When psychology major Julia Mehlman ’16 went to study abroad for a semester in the fall of 2014 at the University of St Andrews in Scotland, she took the opportunity to take classes that were not offered at Bowdoin. One class in particular grabbed her attention. “The class was The Psychology of Dementia Care, and this was where I learned about ‘person-centered care'”, she explained, “and it made me look at the subject of dementia care in a completely different light.”
The subject resonated with her, and Mehlman decided she wanted to continue studying it when she returned to Bowdoin. This meant teaming up with Assistant Professor of Psychology Hannah Reese to devise her own curriculum. “As a small department in a small college, we don’t have the same range of formal courses that larger universities have,” said Reese. “But independent studies are a wonderful means of allowing a student to explore their own interests in more depth, and in this instance it allowed Julia to integrate a rigorous exploration of the literature on person-centered care with hands-on experience in a person-centered residential care facility.”
The residential home where Julia Mehlman got experience was the Vicarage By The Sea, a long-term dementia care facility in Harpswell, where she began volunteering up to six hours a week in September 2015. The aim of person-centered care, said Mehlman, is to focus on the individual and not the disease. “Instead of using labels, we deal with behaviors that we see,” she said. “It’s really about focusing on the personhood of the person living with dementia, on what they’ve retained rather than what they’ve lost, treating them as individuals and creating a positive social environment.” This approach differs from what she described as the “bio-medical model,” where the focus is on managing behaviors through medication.

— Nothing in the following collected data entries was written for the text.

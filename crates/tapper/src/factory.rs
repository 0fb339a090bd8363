//! Turns connections seen by the assembler into tapped streams

use std::{
    sync::Arc,
    time::{Instant, SystemTime},
};

use tap_api::{Capture, Diagnostics, TcpId};
use tracing::{debug, info};

use crate::{
    assembler::{Chunk, FlowAddr, StreamFactory, StreamHandle},
    reader::{ChannelReader, ReaderContext, ReaderPool},
    registry::{CloseReason, StreamRegistry},
    stream::{SendOutcome, Stream},
    target::TargetPolicy,
    tls::{self, MAX_INSPECTED_CHUNKS},
};

/// Creates a registry stream and its two readers for every tap target.
pub struct TapStreamFactory {
    pub registry:     Arc<StreamRegistry>,
    pub policy:       Arc<TargetPolicy>,
    pub readers:      Arc<ReaderPool>,
    context:          ReaderContext,
    max_live_streams: usize,
}

impl TapStreamFactory {
    pub fn new(
        registry: Arc<StreamRegistry>,
        policy: Arc<TargetPolicy>,
        readers: Arc<ReaderPool>,
        context: ReaderContext,
        max_live_streams: usize,
    ) -> Self {
        Self {
            registry,
            policy,
            readers,
            context,
            max_live_streams,
        }
    }

    fn diagnostics(&self) -> &Diagnostics {
        &self.context.diagnostics
    }

    fn spawn_readers(&self, stream: &Arc<Stream>, rx: crate::stream::StreamReceivers) -> bool {
        let id = stream.id;
        let client = ChannelReader::new(rx.client, stream.clone(), true, self.context.clone());
        if let Err(e) = self.readers.spawn(format!("reader-{id}-c"), client) {
            self.diagnostics().errors.error("Reader-Spawn", e);
            return false;
        }
        let server = ChannelReader::new(rx.server, stream.clone(), false, self.context.clone());
        if let Err(e) = self.readers.spawn(format!("reader-{id}-s"), server) {
            self.diagnostics().errors.error("Reader-Spawn", e);
            return false;
        }
        true
    }
}

impl StreamFactory for TapStreamFactory {
    type Handle = TapHandle;

    fn new_stream(&self, flow: FlowAddr, capture: Capture, first_seen: SystemTime) -> TapHandle {
        let decision = self
            .policy
            .classify(flow.client.ip(), flow.server.ip(), flow.server.port());
        if !decision.is_tap_target {
            return TapHandle::Untapped;
        }
        if self.registry.len() >= self.max_live_streams {
            self.diagnostics().errors.silent(
                "Max-Live-Streams",
                format_args!("{} -> {} not tapped", flow.client, flow.server),
            );
            return TapHandle::Untapped;
        }

        let client_id = TcpId {
            src_ip:   flow.client.ip(),
            dst_ip:   flow.server.ip(),
            src_port: flow.client.port(),
            dst_port: flow.server.port(),
            id:       self.registry.next_id(),
        };
        let matchers = self
            .context
            .dissectors
            .iter()
            .map(|d| d.new_matcher())
            .collect();
        let (stream, rx) = Stream::new(
            client_id,
            capture,
            Instant::now(),
            first_seen,
            decision.is_outgoing,
            matchers,
        );
        let stream = Arc::new(stream);
        self.registry.store(stream.clone());
        debug!(
            event.name = "stream.created",
            stream = stream.id,
            client = %flow.client,
            server = %flow.server,
            %capture,
            outgoing = decision.is_outgoing,
            "tapping new stream"
        );

        if !self.spawn_readers(&stream, rx) {
            self.registry.close(stream.id, CloseReason::Finished);
            return TapHandle::Untapped;
        }
        TapHandle::Tapped {
            stream,
            registry: self.registry.clone(),
            diagnostics: self.context.diagnostics.clone(),
            inspected: 0,
            tls_seen: false,
        }
    }
}

/// The assembler's side of one connection.
pub enum TapHandle {
    Tapped {
        stream:      Arc<Stream>,
        registry:    Arc<StreamRegistry>,
        diagnostics: Arc<Diagnostics>,
        /// Client chunks checked for a ClientHello so far
        inspected:   usize,
        tls_seen:    bool,
    },
    /// Not a tap target; payload is discarded.
    Untapped,
}

impl StreamHandle for TapHandle {
    fn deliver(&mut self, from_client: bool, chunk: Chunk) {
        let TapHandle::Tapped {
            stream,
            diagnostics,
            inspected,
            tls_seen,
            ..
        } = self
        else {
            return;
        };
        if stream.is_closed() {
            return;
        }
        diagnostics.stats.inc_reassembled_payloads();

        if from_client && !*tls_seen && *inspected < MAX_INSPECTED_CHUNKS {
            *inspected += 1;
            if let Some(hello) = tls::parse_client_hello(&chunk.data) {
                *tls_seen = true;
                diagnostics.stats.inc_tls_connections();
                info!(
                    event.name = "tls.client_hello",
                    stream = stream.id,
                    server = %stream.client_id.dst_ip,
                    port = stream.client_id.dst_port,
                    sni = hello.server_name.as_deref().unwrap_or("-"),
                    version = format_args!("{:#06x}", hello.version),
                    "TLS connection detected"
                );
            }
        }

        match stream.send(from_client, chunk) {
            SendOutcome::Sent | SendOutcome::Closed => {},
            SendOutcome::TimedOut => {
                diagnostics.errors.silent(
                    "Reader-Queue-Full",
                    format_args!("stream {} dropped a chunk", stream.id),
                );
            },
        }
    }

    fn complete(&mut self) {
        if let TapHandle::Tapped {
            stream, registry, ..
        } = self
        {
            registry.close(stream.id, CloseReason::Finished);
        }
    }
}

Mehlman encountered a range of progression at the Vicarage, and admitted that communicating with the more advanced dementia cases could be a challenge. “Some people are still able to walk around and have conversations, but there are others who are almost non-verbal.” In these cases, she said, you learn to communicate through behaviors rather than words. “Physical touch is huge, hugs, hand-holding, and even people that don’t quite have words will still say things: maybe it’s not totally understandable, but engaging with them and repeating various words is a way to have meaningful interactions.”
Shakespearean analogies notwithstanding, Mehlman balks a little at the notion that caring for advanced dementia sufferers is akin to caring for an infant. “You get that comparison a lot, and on one level it’s understandable. But you should also take a step back and realize that although they have a disease these people have lived entire lives and are not infants.” She also rejected the idea that a dementia diagnosis is almost akin to a death sentence. “The idea that relatives should say goodbye to the person they once knew is so awful; that person may be changing but they’re still a person.”
Mehlman will be hosting a public event, at 1.30 p.m., May 7, at the Curtis Memorial Library in Brunswick, to educate members of the community about person-centered care and how it can be implemented at home.